■ Work request ■
Would you repeat each line below precisely as it stands?

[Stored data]
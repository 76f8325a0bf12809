use log::debug;

/// eBird region codes of the 50 US states.
pub const US_STATES: [(&str, &str); 50] = [
    ("US-AL", "Alabama"),
    ("US-AK", "Alaska"),
    ("US-AZ", "Arizona"),
    ("US-AR", "Arkansas"),
    ("US-CA", "California"),
    ("US-CO", "Colorado"),
    ("US-CT", "Connecticut"),
    ("US-DE", "Delaware"),
    ("US-FL", "Florida"),
    ("US-GA", "Georgia"),
    ("US-HI", "Hawaii"),
    ("US-ID", "Idaho"),
    ("US-IL", "Illinois"),
    ("US-IN", "Indiana"),
    ("US-IA", "Iowa"),
    ("US-KS", "Kansas"),
    ("US-KY", "Kentucky"),
    ("US-LA", "Louisiana"),
    ("US-ME", "Maine"),
    ("US-MD", "Maryland"),
    ("US-MA", "Massachusetts"),
    ("US-MI", "Michigan"),
    ("US-MN", "Minnesota"),
    ("US-MS", "Mississippi"),
    ("US-MO", "Missouri"),
    ("US-MT", "Montana"),
    ("US-NE", "Nebraska"),
    ("US-NV", "Nevada"),
    ("US-NH", "New Hampshire"),
    ("US-NJ", "New Jersey"),
    ("US-NM", "New Mexico"),
    ("US-NY", "New York"),
    ("US-NC", "North Carolina"),
    ("US-ND", "North Dakota"),
    ("US-OH", "Ohio"),
    ("US-OK", "Oklahoma"),
    ("US-OR", "Oregon"),
    ("US-PA", "Pennsylvania"),
    ("US-RI", "Rhode Island"),
    ("US-SC", "South Carolina"),
    ("US-SD", "South Dakota"),
    ("US-TN", "Tennessee"),
    ("US-TX", "Texas"),
    ("US-UT", "Utah"),
    ("US-VT", "Vermont"),
    ("US-VA", "Virginia"),
    ("US-WA", "Washington"),
    ("US-WV", "West Virginia"),
    ("US-WI", "Wisconsin"),
    ("US-WY", "Wyoming"),
];

/// The full name of a state, if the code is a known `US-XX` code.
pub fn state_name(code: &str) -> Option<&'static str> {
    US_STATES
        .iter()
        .find(|(c, _)| *c == code)
        .map(|(_, name)| *name)
}

/// Replaces a known state code by the full state name.
///
/// Any other value (other countries, full names, empty strings) is passed
/// through unchanged.
pub fn normalize_state(raw: Option<&str>) -> Option<String> {
    match raw {
        Some(code) => match state_name(code) {
            Some(name) => Some(name.to_string()),
            None => {
                debug!("normalize_state: passing through {:?}", code);
                Some(code.to_string())
            }
        },
        None => None,
    }
}
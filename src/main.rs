mod args;
mod tally;

use clap::Parser;
use log::debug;

use crate::args::Args;

fn main() {
    let args = Args::parse();

    let default_level = if args.verbose { "debug" } else { "warn" };
    env_logger::Builder::from_env(env_logger::Env::default().default_filter_or(default_level))
        .init();
    debug!("args: {:?}", args);

    if let Err(e) = tally::run(&args) {
        eprintln!("{}", e);
        std::process::exit(1);
    }
}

■ Result ■
repository 76f8325a0bf12809
use log::debug;

/// eBird region codes of the 50 US states.
pub const US_STATES: [(&str, &str); 50] = [
    ("US-AL", "Alabama"),
    ("US-AK", "Alaska"),
    ("US-AZ", "Arizona"),
    ("US-AR", "Arkansas"),
    ("US-CA", "California"),
    ("US-CO", "Colorado"),
    ("US-CT", "Connecticut"),
    ("US-DE", "Delaware"),
    ("US-FL", "Florida"),
    ("US-GA", "Georgia"),
    ("US-HI", "Hawaii"),
    ("US-ID", "Idaho"),
    ("US-IL", "Illinois"),
    ("US-IN", "Indiana"),
    ("US-IA", "Iowa"),
    ("US-KS", "Kansas"),
    ("US-KY", "Kentucky"),
    ("US-LA", "Louisiana"),
    ("US-ME", "Maine"),
    ("US-MD", "Maryland"),
    ("US-MA", "Massachusetts"),
    ("US-MI", "Michigan"),
    ("US-MN", "Minnesota"),
    ("US-MS", "Mississippi"),
    ("US-MO", "Missouri"),
    ("US-MT", "Montana"),
    ("US-NE", "Nebraska"),
    ("US-NV", "Nevada"),
    ("US-NH", "New Hampshire"),
    ("US-NJ", "New Jersey"),
    ("US-NM", "New Mexico"),
    ("US-NY", "New York"),
    ("US-NC", "North Carolina"),
    ("US-ND", "North Dakota"),
    ("US-OH", "Ohio"),
    ("US-OK", "Oklahoma"),
    ("US-OR", "Oregon"),
    ("US-PA", "Pennsylvania"),
    ("US-RI", "Rhode Island"),
    ("US-SC", "South Carolina"),
    ("US-SD", "South Dakota"),
    ("US-TN", "Tennessee"),
    ("US-TX", "Texas"),
    ("US-UT", "Utah"),
    ("US-VT", "Vermont"),
    ("US-VA", "Virginia"),
    ("US-WA", "Washington"),
    ("US-WV", "West Virginia"),
    ("US-WI", "Wisconsin"),
    ("US-WY", "Wyoming"),
];

/// The full name of a state, if the code is a known `US-XX` code.
pub fn state_name(code: &str) -> Option<&'static str> {
    US_STATES
        .iter()
        .find(|(c, _)| *c == code)
        .map(|(_, name)| *name)
}

/// Replaces a known state code by the full state name.
///
/// Any other value (other countries, full names, empty strings) is passed
/// through unchanged.
pub fn normalize_state(raw: Option<&str>) -> Option<String> {
    match raw {
        Some(code) => match state_name(code) {
            Some(name) => Some(name.to_string()),
            None => {
                debug!("normalize_state: passing through {:?}", code);
                Some(code.to_string())
            }
        },
        None => None,
    }
}
filename src/main.rs
mod args;
mod tally;

use clap::Parser;
use log::debug;

use crate::args::Args;

fn main() {
    let args = Args::parse();

    let default_level = if args.verbose { "debug" } else { "warn" };
    env_logger::Builder::from_env(env_logger::Env::default().default_filter_or(default_level))
        .init();
    debug!("args: {:?}", args);

    if let Err(e) = tally::run(&args) {
        eprintln!("{}", e);
        std::process::exit(1);
    }
}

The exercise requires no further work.